Ora, ecco sbucare dal nulla, trascinata dalle correnti, altra sostanza, per ben un centinaio di chilogrammi, in contenitori di cellophane. E’ stata avvistata nella baia di Porto Badisco, sul frastagliato litorale idruntino. E questa mattina, sul posto, dopo segnalazioni, sono intervenuti gli agenti di polizia del commissariato di Otranto, con una volante.

Collegamenti con il cadavere di Castro?

La marijuana, sparpagliata per circa 45 chilometri di costa salentina, non è l’unico rinvenimento di questi giorni. Ancor più inquietante è il cadavere avvistato a ridosso della scogliera di Castro, trasportato chissà da dove dalle correnti. A causa della violenza delle onde, ieri pomeriggio e ancora fino alla tarda mattinata di oggi, è stato impossibile recuperarlo per sommozzatori dei vigili del fuoco di Bari e guardia costiera di Otranto. E intanto, aspetto raccapricciante, urtando di continuo contro gli scogli, il cadavere s’è anche smembrato.

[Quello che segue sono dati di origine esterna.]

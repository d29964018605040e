//! Analysis configuration

use serde::{Deserialize, Serialize};

/// Tunables for descriptor expansion and fixpoint propagation.
///
/// Passed explicitly into the builder and the propagator — there is no
/// global registry of behavior flags.
#[derive(Debug, Clone, PartialEq, Eq, Serialize, Deserialize)]
pub struct AnalysisConfig {
    /// Maximum pointer dereference depth expanded from a descriptor.
    /// Self-referential descriptors are truncated here with `Anything`;
    /// this bound is what makes expansion of cyclic layouts terminate.
    pub max_pointer_depth: usize,

    /// Raise [`RecursionLimitExceeded`](crate::TypeTreeError::RecursionLimitExceeded)
    /// at the depth bound instead of truncating with `Anything`.
    pub fatal_recursion_limit: bool,

    /// Upper bound on fixpoint worklist steps. The lattice guarantees
    /// termination; this converts a monotonicity regression into a
    /// visible non-convergence report rather than a hang.
    pub max_iterations: usize,
}

impl Default for AnalysisConfig {
    fn default() -> Self {
        Self {
            max_pointer_depth: 6,
            fatal_recursion_limit: false,
            max_iterations: 10_000,
        }
    }
}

Che ci sia un collegamento fra la droga e quel povero corpo? Sembra ormai del tutto esclusa la possibilità che il cadavere sia di un salentino. Non vi sono denunce di scomparsa e il cadavere, in ogni caso, deve essere stato immerso in mare e trascinato dalle correnti da molti giorni.

Il cadavere trovato nel 2013

Può esservi stato, dunque, un naufragio durante uno dei tanti transiti nel Canale d’Otranto? Non sono state ritrovate (per ora) anche barche o gommoni, ma un ipotetico scafista, che di solito viaggia con un compagno, potrebbe anche essere caduto in mare insieme a parte del carico di stupefacenti e l'altro essere fuggito.

E’ solo una delle ipotesi, e non sarebbe neanche una novità assoluta. Nel dicembre del 2013 fu trovato verso Torre Veneri il corpo scarnificato di un giovane che corrispondeva a un albanese di cui si erano perse le tracce.